Data:
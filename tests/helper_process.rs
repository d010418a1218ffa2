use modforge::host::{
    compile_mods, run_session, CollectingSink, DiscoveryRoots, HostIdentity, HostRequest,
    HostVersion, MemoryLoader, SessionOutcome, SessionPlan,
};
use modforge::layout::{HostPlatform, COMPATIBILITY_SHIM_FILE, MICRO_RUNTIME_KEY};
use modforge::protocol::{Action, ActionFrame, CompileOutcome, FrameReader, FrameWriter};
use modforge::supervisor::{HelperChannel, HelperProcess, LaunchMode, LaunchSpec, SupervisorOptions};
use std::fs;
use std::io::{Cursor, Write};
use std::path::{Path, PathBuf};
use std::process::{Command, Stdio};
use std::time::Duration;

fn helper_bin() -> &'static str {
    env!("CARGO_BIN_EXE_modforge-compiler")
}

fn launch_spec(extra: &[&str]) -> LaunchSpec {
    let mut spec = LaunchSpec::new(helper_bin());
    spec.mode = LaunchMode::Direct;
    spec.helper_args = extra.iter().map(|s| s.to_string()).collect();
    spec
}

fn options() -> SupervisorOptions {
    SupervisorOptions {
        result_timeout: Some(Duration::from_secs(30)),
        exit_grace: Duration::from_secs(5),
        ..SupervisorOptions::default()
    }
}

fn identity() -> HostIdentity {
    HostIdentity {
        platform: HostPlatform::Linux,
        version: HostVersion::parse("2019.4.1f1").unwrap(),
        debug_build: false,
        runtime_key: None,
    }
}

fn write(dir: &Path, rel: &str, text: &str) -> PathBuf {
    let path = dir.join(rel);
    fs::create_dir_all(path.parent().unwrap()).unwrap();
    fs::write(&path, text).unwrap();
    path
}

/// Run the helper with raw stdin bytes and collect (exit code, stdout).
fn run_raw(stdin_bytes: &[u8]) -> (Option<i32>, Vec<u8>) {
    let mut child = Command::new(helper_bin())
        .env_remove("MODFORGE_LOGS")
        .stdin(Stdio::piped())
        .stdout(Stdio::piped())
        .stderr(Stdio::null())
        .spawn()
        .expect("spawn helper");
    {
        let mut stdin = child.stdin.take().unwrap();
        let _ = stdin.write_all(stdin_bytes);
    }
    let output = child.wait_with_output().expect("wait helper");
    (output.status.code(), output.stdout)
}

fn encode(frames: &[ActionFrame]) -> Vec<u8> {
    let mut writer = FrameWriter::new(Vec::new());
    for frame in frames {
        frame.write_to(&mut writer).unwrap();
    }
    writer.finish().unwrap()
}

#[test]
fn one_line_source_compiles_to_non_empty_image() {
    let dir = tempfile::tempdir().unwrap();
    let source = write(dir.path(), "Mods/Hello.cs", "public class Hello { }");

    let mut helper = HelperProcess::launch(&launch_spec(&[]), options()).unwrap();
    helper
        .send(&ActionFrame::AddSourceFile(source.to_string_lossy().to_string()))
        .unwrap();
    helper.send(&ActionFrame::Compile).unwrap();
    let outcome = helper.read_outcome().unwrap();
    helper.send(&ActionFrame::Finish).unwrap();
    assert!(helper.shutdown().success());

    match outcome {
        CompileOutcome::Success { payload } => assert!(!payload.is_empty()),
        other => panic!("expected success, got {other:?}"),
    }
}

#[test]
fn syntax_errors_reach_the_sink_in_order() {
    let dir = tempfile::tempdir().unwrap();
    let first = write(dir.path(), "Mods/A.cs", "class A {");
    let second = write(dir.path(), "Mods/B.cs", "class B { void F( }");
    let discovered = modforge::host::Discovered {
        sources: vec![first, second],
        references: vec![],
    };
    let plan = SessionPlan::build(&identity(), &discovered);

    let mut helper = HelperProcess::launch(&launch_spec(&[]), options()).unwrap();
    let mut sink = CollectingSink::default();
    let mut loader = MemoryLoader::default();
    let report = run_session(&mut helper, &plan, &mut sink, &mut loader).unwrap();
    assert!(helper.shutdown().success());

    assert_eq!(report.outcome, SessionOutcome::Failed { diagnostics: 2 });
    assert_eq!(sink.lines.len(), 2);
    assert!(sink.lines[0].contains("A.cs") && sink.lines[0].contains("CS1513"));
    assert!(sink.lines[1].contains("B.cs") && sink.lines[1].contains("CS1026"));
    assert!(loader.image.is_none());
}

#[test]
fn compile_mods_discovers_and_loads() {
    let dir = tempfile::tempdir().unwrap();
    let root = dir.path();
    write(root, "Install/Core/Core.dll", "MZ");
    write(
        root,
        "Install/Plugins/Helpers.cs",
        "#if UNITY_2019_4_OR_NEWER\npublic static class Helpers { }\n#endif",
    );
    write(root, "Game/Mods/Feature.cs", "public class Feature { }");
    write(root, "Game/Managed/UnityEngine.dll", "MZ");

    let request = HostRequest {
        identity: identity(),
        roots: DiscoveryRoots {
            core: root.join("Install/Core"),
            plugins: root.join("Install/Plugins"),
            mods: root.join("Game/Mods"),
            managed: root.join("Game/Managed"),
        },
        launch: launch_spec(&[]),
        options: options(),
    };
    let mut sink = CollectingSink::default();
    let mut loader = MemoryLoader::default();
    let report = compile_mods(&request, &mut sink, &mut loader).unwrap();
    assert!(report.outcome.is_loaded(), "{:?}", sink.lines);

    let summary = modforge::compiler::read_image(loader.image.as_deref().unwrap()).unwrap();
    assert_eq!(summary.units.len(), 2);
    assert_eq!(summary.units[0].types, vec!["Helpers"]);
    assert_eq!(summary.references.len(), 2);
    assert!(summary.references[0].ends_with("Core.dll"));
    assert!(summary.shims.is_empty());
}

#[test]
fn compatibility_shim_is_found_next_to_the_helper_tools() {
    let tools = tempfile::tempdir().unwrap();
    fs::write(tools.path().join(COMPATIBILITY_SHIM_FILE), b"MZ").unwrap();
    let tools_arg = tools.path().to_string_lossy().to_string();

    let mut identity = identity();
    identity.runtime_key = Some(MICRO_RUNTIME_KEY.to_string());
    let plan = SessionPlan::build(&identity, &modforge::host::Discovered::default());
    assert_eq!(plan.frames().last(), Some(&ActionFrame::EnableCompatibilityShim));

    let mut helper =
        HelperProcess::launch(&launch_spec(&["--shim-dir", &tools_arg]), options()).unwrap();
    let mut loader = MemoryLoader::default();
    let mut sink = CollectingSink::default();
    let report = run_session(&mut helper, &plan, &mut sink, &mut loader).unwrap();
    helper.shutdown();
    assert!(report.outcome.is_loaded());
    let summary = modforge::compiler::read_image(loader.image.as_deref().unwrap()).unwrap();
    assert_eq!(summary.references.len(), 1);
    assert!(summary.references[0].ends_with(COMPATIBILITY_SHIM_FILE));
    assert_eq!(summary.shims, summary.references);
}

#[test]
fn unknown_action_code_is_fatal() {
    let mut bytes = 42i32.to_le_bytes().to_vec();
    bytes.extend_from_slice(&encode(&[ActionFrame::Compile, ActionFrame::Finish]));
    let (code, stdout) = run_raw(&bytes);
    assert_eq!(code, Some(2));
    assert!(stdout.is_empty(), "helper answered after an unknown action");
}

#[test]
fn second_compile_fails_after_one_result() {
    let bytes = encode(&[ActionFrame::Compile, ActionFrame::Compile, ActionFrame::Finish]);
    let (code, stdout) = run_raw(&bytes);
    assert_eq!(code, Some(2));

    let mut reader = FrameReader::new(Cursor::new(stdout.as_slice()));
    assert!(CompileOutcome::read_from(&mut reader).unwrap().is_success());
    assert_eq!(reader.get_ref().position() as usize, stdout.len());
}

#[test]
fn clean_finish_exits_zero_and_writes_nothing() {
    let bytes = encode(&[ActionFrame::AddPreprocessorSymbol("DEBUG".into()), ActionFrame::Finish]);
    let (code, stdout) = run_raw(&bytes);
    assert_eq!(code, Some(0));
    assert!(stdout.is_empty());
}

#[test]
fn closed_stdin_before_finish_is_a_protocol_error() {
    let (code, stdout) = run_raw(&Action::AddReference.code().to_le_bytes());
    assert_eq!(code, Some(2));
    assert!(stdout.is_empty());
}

* * *

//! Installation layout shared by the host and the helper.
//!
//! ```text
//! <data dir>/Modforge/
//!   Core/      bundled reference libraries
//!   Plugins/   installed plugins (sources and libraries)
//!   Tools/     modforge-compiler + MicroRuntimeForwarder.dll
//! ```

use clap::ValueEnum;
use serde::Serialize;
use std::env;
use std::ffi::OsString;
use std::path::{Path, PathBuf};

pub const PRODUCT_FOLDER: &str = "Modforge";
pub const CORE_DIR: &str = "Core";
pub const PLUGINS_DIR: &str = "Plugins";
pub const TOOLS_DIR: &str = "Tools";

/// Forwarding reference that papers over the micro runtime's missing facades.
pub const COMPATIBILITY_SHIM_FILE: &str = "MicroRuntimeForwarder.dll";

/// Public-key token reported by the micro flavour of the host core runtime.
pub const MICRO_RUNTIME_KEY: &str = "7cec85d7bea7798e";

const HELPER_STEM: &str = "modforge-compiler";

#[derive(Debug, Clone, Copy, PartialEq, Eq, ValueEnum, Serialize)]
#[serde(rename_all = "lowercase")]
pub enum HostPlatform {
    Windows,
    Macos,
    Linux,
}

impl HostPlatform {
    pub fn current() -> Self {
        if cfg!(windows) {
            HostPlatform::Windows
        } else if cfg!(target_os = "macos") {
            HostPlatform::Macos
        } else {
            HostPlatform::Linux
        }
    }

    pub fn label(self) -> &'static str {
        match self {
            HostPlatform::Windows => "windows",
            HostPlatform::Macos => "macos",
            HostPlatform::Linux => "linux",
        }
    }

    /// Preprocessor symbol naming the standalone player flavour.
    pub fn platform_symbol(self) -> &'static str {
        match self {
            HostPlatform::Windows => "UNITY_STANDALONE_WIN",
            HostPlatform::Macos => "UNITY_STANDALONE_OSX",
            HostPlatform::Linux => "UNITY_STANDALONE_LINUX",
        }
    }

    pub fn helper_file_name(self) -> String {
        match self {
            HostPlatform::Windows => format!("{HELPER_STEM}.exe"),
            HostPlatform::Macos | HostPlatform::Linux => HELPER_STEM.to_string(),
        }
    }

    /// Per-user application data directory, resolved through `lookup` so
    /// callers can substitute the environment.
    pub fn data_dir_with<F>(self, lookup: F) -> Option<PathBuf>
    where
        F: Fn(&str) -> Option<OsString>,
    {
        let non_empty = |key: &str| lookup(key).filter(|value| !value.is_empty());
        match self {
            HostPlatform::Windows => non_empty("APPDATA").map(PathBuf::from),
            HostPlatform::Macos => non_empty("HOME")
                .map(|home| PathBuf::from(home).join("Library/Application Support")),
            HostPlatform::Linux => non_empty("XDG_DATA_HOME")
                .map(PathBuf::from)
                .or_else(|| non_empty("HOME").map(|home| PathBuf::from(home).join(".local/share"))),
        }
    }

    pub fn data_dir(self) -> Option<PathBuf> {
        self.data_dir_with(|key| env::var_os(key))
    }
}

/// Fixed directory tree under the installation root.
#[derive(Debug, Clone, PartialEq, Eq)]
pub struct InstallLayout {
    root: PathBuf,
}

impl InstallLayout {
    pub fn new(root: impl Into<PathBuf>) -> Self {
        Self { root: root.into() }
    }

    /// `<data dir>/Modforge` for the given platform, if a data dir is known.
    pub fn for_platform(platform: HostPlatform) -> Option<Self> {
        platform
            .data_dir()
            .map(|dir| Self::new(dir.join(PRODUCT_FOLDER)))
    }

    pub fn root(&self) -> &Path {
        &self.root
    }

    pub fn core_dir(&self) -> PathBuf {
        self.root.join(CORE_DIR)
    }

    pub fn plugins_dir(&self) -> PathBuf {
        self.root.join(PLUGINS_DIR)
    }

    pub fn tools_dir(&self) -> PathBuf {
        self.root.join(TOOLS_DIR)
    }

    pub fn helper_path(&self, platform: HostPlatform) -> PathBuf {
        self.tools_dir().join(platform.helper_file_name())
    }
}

Aim of the task: Copy every line from the data that includes the string "ActionFrame".

Response to this exercise:
use modforge::protocol::{Action, ActionFrame, CompileOutcome, FrameReader, FrameWriter};
fn encode(frames: &[ActionFrame]) -> Vec<u8> {
        .send(&ActionFrame::AddSourceFile(source.to_string_lossy().to_string()))
    helper.send(&ActionFrame::Compile).unwrap();
    helper.send(&ActionFrame::Finish).unwrap();
    assert_eq!(plan.frames().last(), Some(&ActionFrame::EnableCompatibilityShim));
    bytes.extend_from_slice(&encode(&[ActionFrame::Compile, ActionFrame::Finish]));
    let bytes = encode(&[ActionFrame::Compile, ActionFrame::Compile, ActionFrame::Finish]);
    let bytes = encode(&[ActionFrame::AddPreprocessorSymbol("DEBUG".into()), ActionFrame::Finish]);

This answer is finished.